Exercise details
Taking each line of the records in turn, count those containing "format" and report only the number.

START Records for this task

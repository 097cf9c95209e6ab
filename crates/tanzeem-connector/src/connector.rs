//! The TanzeemConnector struct that ties everything together.
//!
//! Opens the hierarchy store and wires the resolver, mapping manager,
//! account provisioner and sync runner on top of it. The CLI commands are
//! thin wrappers around the methods here.

use std::sync::Arc;

use anyhow::Context;
use tokio_util::sync::CancellationToken;

use tanzeem_hierarchy::{
    AccountProvisioner, HierarchyResolver, MappingManager, MappingOutcome, MemberRef, TracingSink,
};
use tanzeem_protocol::*;
use tanzeem_state::{HierarchyStore, MemoryStore};
use tanzeem_sync::{DirectoryClient, JamaatReconciler, MemberReconciler, SyncKind};

use crate::config::ConnectorConfig;
use crate::directory::FileDirectory;
use crate::runner::SyncRunner;

pub struct TanzeemConnector {
    config: ConnectorConfig,
    store: Arc<MemoryStore>,
    resolver: HierarchyResolver,
    mapping: MappingManager,
    provisioner: AccountProvisioner,
    runner: Arc<SyncRunner>,
}

impl TanzeemConnector {
    /// Open the configured store and directory export.
    pub async fn open(config: ConnectorConfig) -> Result<Self, anyhow::Error> {
        let store = if config.store.persist {
            MemoryStore::open(&config.store.path)
                .await
                .with_context(|| format!("opening store {}", config.store.path.display()))?
        } else {
            MemoryStore::new()
        };
        let directory = Arc::new(FileDirectory::new(&config.directory.snapshot_path));
        Ok(Self::with_parts(config, Arc::new(store), directory))
    }

    /// Wire the components over an existing store and directory.
    pub fn with_parts(
        config: ConnectorConfig,
        store: Arc<MemoryStore>,
        directory: Arc<dyn DirectoryClient>,
    ) -> Self {
        let shared: Arc<dyn HierarchyStore> = store.clone();
        let sync_config = config.sync_config();
        let runner = SyncRunner::new(
            JamaatReconciler::new(directory.clone(), shared.clone(), sync_config.clone()),
            MemberReconciler::new(directory, shared.clone(), sync_config),
            config.sync.clone(),
        );

        Self {
            resolver: HierarchyResolver::new(shared.clone()),
            mapping: MappingManager::new(shared.clone(), Arc::new(TracingSink)),
            provisioner: AccountProvisioner::new(shared),
            runner: Arc::new(runner),
            store,
            config,
        }
    }

    pub fn config(&self) -> &ConnectorConfig {
        &self.config
    }

    pub fn store(&self) -> &Arc<MemoryStore> {
        &self.store
    }

    pub fn mapping(&self) -> &MappingManager {
        &self.mapping
    }

    pub fn provisioner(&self) -> &AccountProvisioner {
        &self.provisioner
    }

    pub fn runner(&self) -> &Arc<SyncRunner> {
        &self.runner
    }

    /// Run a single sync of `kind` now.
    pub async fn sync(&self, kind: SyncKind, cancel: &CancellationToken) -> Result<SyncResult, anyhow::Error> {
        match self.runner.run_once(kind, cancel).await? {
            Some(result) => Ok(result),
            None => anyhow::bail!("{} sync already in progress", kind),
        }
    }

    /// Map a Jamaat, addressed by its external number, to a Muqam.
    pub async fn map(&self, jamaat_no: i64, muqam_id: MuqamId) -> Result<MappingOutcome, anyhow::Error> {
        Ok(self.mapping.map_by_no(ExternalJamaatId::new(jamaat_no), muqam_id).await?)
    }

    /// Unmap a Jamaat, returning the Muqam it was mapped to.
    pub async fn unmap(&self, jamaat_no: i64) -> Result<MuqamId, anyhow::Error> {
        Ok(self.mapping.unmap_by_no(ExternalJamaatId::new(jamaat_no)).await?)
    }

    pub fn stats(&self) -> Result<MappingStats, anyhow::Error> {
        Ok(self.mapping.stats()?)
    }

    /// Resolve the hierarchy of a synced member.
    pub fn resolve(&self, chanda_no: &ChandaNo) -> Result<HierarchyContext, anyhow::Error> {
        let member = self
            .store
            .member_by_chanda_no(chanda_no)?
            .with_context(|| format!("no member with chanda no {}", chanda_no))?;
        Ok(self.resolver.resolve(&MemberRef::from(&member)))
    }

    /// Seed a Zone and persist the store.
    pub async fn add_zone(&self, name: &str) -> Result<ZoneId, anyhow::Error> {
        let id = self.store.insert_zone(Zone::new(name))?;
        self.persist().await?;
        Ok(id)
    }

    /// Seed a Dila under an existing Zone and persist the store.
    pub async fn add_dila(&self, name: &str, zone_id: ZoneId) -> Result<DilaId, anyhow::Error> {
        let id = self.store.insert_dila(Dila::new(name, zone_id))?;
        self.persist().await?;
        Ok(id)
    }

    /// Seed a Muqam under an existing Dila and persist the store.
    pub async fn add_muqam(&self, name: &str, dila_id: DilaId) -> Result<MuqamId, anyhow::Error> {
        let id = self.store.insert_muqam(Muqam::new(name, dila_id))?;
        self.persist().await?;
        Ok(id)
    }

    async fn persist(&self) -> Result<(), anyhow::Error> {
        self.store.save().await?;
        Ok(())
    }

    /// Run the sync scheduler until `cancel` fires.
    pub async fn run(&self, cancel: CancellationToken) {
        tracing::info!(
            store = %self.config.store.path.display(),
            directory = %self.config.directory.snapshot_path.display(),
            "Tanzeem connector running"
        );
        self.runner.clone().run(cancel).await;
        tracing::info!("Tanzeem connector stopped");
    }
}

END Records for this task

Completed task
2